Material supplied =
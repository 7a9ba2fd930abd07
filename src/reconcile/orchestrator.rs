//! Provisioning run
//!
//! Supplies candidate nodes and the desired sharding map to the three
//! reconcilers, strictly in order: replica set, shards, collections.
//! Fatal errors abort before the next mutation; everything else is
//! collected into the run report.

use serde::Serialize;
use uuid::Uuid;

use crate::connector::{ClusterConnector, ConnectTarget};
use crate::observability::{log_event_with_fields, Event, Logger, ObservationScope};
use crate::topology::ShardedCollectionSpec;

use super::collections::CollectionShardingPlanner;
use super::discovery::NodeDiscovery;
use super::errors::{ReconcileError, ReconcileResult};
use super::outcome::{ReplicaSetOutcome, ShardOutcome, ShardingOutcome};
use super::replica_set::ReplicaSetReconciler;
use super::settings::{InstanceType, RunSettings};
use super::shards::ShardRegistrar;

/// Accepted config-server counts for the routing layer.
pub const VALID_CONFIG_SERVER_COUNTS: [usize; 2] = [1, 3];

/// Replica-set phase result.
#[derive(Debug, Clone, PartialEq, Eq, Serialize)]
pub struct ReplicaSetReport {
    pub name: String,
    pub outcome: ReplicaSetOutcome,
}

/// Everything a run did, serialized as the CLI's output.
#[derive(Debug, Clone, PartialEq, Eq, Serialize)]
pub struct RunReport {
    pub run_id: String,
    pub node_name: String,
    pub instance_type: InstanceType,
    #[serde(skip_serializing_if = "Option::is_none")]
    pub replica_set: Option<ReplicaSetReport>,
    pub shards: Vec<ShardOutcome>,
    pub sharding: Vec<ShardingOutcome>,
    pub failed: bool,
}

impl RunReport {
    fn new(run_id: String, settings: &RunSettings) -> Self {
        Self {
            run_id,
            node_name: settings.node_name.clone(),
            instance_type: settings.instance_type,
            replica_set: None,
            shards: Vec::new(),
            sharding: Vec::new(),
            failed: false,
        }
    }

    /// Whether any outcome is `Failed`. Pending and already-applied
    /// outcomes never fail a run.
    pub fn has_failures(&self) -> bool {
        self.replica_set.as_ref().is_some_and(|r| r.outcome.is_failed())
            || self.shards.iter().any(|s| s.status.is_failed())
            || self.sharding.iter().any(|s| s.status.is_failed())
    }
}

/// One provisioning run.
pub struct ProvisioningRun<'a> {
    settings: RunSettings,
    connector: &'a dyn ClusterConnector,
    discovery: &'a dyn NodeDiscovery,
}

impl<'a> ProvisioningRun<'a> {
    pub fn new(
        settings: RunSettings,
        connector: &'a dyn ClusterConnector,
        discovery: &'a dyn NodeDiscovery,
    ) -> Self {
        Self {
            settings,
            connector,
            discovery,
        }
    }

    pub fn settings(&self) -> &RunSettings {
        &self.settings
    }

    /// Execute the run under a fresh run id.
    pub fn execute(&self) -> ReconcileResult<RunReport> {
        let run_id = Uuid::new_v4().to_string();
        Logger::set_run_id(Some(&run_id));

        let instance_type = self.settings.instance_type.as_str();
        log_event_with_fields(
            Event::RunStart,
            &[("node", self.settings.node_name.as_str()), ("instance_type", instance_type)],
        );

        let result = self.phases(RunReport::new(run_id, &self.settings));
        match &result {
            Ok(report) if report.failed => log_event_with_fields(Event::RunFailed, &[]),
            Ok(_) => log_event_with_fields(Event::RunComplete, &[]),
            Err(e) => log_event_with_fields(Event::RunFailed, &[("error", e.to_string().as_str())]),
        }
        Logger::set_run_id(None);
        result
    }

    fn phases(&self, mut report: RunReport) -> ReconcileResult<RunReport> {
        let settings = &self.settings;
        let collections = ShardedCollectionSpec::parse_all(&settings.sharded_collections)?;

        if settings.instance_type.is_router() {
            check_config_servers(self.discovery, settings)?;
        }

        if let Some(name) = &settings.replica_set_name {
            report.replica_set = Some(self.replica_set_phase(name)?);
        }

        if settings.instance_type.is_router() {
            report.shards = self.shards_phase()?;
            if !collections.is_empty() {
                report.sharding = self.collections_phase()?;
            }
        }

        report.failed = report.has_failures();
        Ok(report)
    }

    fn replica_set_phase(&self, name: &str) -> ReconcileResult<ReplicaSetReport> {
        let scope = ObservationScope::new("REPLICA_SET");
        let candidates = self.discovery.list_nodes(&self.settings.replica_set_query())?;
        let count = candidates.len().to_string();
        log_event_with_fields(
            Event::NodesDiscovered,
            &[("query", "replicaset"), ("count", count.as_str())],
        );

        let outcome = ReplicaSetReconciler::new(self.connector, self.settings.port)
            .solo(self.settings.solo)
            .reconcile(name, &candidates)?;

        match &outcome {
            ReplicaSetOutcome::Failed { reason } => scope.fail(reason),
            other => scope.complete(&[("status", other.status())]),
        }
        Ok(ReplicaSetReport {
            name: name.to_string(),
            outcome,
        })
    }

    fn shards_phase(&self) -> ReconcileResult<Vec<ShardOutcome>> {
        let scope = ObservationScope::new("SHARDS");
        let shard_nodes = self.discovery.list_nodes(&self.settings.shard_query())?;
        let count = shard_nodes.len().to_string();
        log_event_with_fields(
            Event::NodesDiscovered,
            &[("query", "shard"), ("count", count.as_str())],
        );

        let outcomes =
            ShardRegistrar::new(self.connector, self.router()).register_shards(&shard_nodes);
        let failures = outcomes.iter().filter(|o| o.status.is_failed()).count();
        close_scope(scope, failures, outcomes.len());
        Ok(outcomes)
    }

    fn collections_phase(&self) -> ReconcileResult<Vec<ShardingOutcome>> {
        let scope = ObservationScope::new("COLLECTIONS");
        let outcomes = CollectionShardingPlanner::new(self.connector, self.router())
            .plan_sharding(&self.settings.sharded_collections)?;
        let failures = outcomes.iter().filter(|o| o.status.is_failed()).count();
        close_scope(scope, failures, outcomes.len());
        Ok(outcomes)
    }

    fn router(&self) -> ConnectTarget {
        ConnectTarget::localhost(self.settings.port)
    }
}

fn close_scope(scope: ObservationScope, failed: usize, total: usize) {
    if failed > 0 {
        scope.fail(&format!("{} of {} item(s) failed", failed, total));
    } else {
        let total = total.to_string();
        scope.complete(&[("items", total.as_str())]);
    }
}

/// Routing layer requires exactly 1 or 3 config servers.
pub(crate) fn check_config_servers(
    discovery: &dyn NodeDiscovery,
    settings: &RunSettings,
) -> ReconcileResult<usize> {
    let count = discovery.list_nodes(&settings.config_server_query())?.len();
    if !VALID_CONFIG_SERVER_COUNTS.contains(&count) {
        let found = count.to_string();
        log_event_with_fields(Event::ConfigServerCountInvalid, &[("found", found.as_str())]);
        return Err(ReconcileError::WrongConfigServerCount(count));
    }
    Ok(count)
}

#[cfg(test)]
mod tests {
    use super::*;
    use crate::connector::SimulatedCluster;
    use crate::reconcile::StaticInventory;
    use crate::topology::{ClusterNode, NodeRole};

    fn config_servers(count: usize) -> Vec<ClusterNode> {
        (0..count)
            .map(|i| {
                let name = format!("cfg{}", i);
                let fqdn = format!("{}.cluster", name);
                ClusterNode::new(name, fqdn, "10.0.1.1", 27019)
                    .with_roles(&[NodeRole::Configserver])
            })
            .collect()
    }

    #[test]
    fn test_router_rejects_two_config_servers_before_mutating() {
        let cluster = SimulatedCluster::new();
        let inventory = StaticInventory::new(config_servers(2));
        let settings = RunSettings::new("router", InstanceType::Mongos);

        let err = ProvisioningRun::new(settings, &cluster, &inventory).execute().unwrap_err();
        assert_eq!(err, ReconcileError::WrongConfigServerCount(2));
        assert!(cluster.commands().is_empty());
    }

    #[test]
    fn test_router_accepts_one_or_three_config_servers() {
        for count in [1, 3] {
            let cluster = SimulatedCluster::new();
            let inventory = StaticInventory::new(config_servers(count));
            let settings = RunSettings::new("router", InstanceType::Mongos);

            let report = ProvisioningRun::new(settings, &cluster, &inventory).execute().unwrap();
            assert!(!report.failed);
            assert!(report.replica_set.is_none());
        }
    }

    #[test]
    fn test_unreplicated_mongod_does_nothing() {
        let cluster = SimulatedCluster::new();
        let inventory = StaticInventory::default();
        let settings = RunSettings::new("db1", InstanceType::Mongod);

        let report = ProvisioningRun::new(settings, &cluster, &inventory).execute().unwrap();
        assert!(report.replica_set.is_none());
        assert!(report.shards.is_empty());
        assert!(cluster.connections().is_empty());
    }

    #[test]
    fn test_invalid_collection_mapping_is_fatal_before_any_phase() {
        let cluster = SimulatedCluster::new();
        let inventory = StaticInventory::new(config_servers(1));
        let mut settings = RunSettings::new("router", InstanceType::Mongos);
        settings.sharded_collections.insert("bad".to_string(), "id".to_string());

        let err = ProvisioningRun::new(settings, &cluster, &inventory).execute().unwrap_err();
        assert!(matches!(err, ReconcileError::InvalidConfiguration(_)));
        assert!(cluster.commands().is_empty());
    }
}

Task directions = Word for word, reproduce the lines of the listing from the first one through the line containing "use super::discovery::NodeDiscovery;", and no more.

Result =
repository 7a9ba2fd930abd07
filename src/reconcile/orchestrator.rs
//! Provisioning run
//!
//! Supplies candidate nodes and the desired sharding map to the three
//! reconcilers, strictly in order: replica set, shards, collections.
//! Fatal errors abort before the next mutation; everything else is
//! collected into the run report.

use serde::Serialize;
use uuid::Uuid;

use crate::connector::{ClusterConnector, ConnectTarget};
use crate::observability::{log_event_with_fields, Event, Logger, ObservationScope};
use crate::topology::ShardedCollectionSpec;

use super::collections::CollectionShardingPlanner;
use super::discovery::NodeDiscovery;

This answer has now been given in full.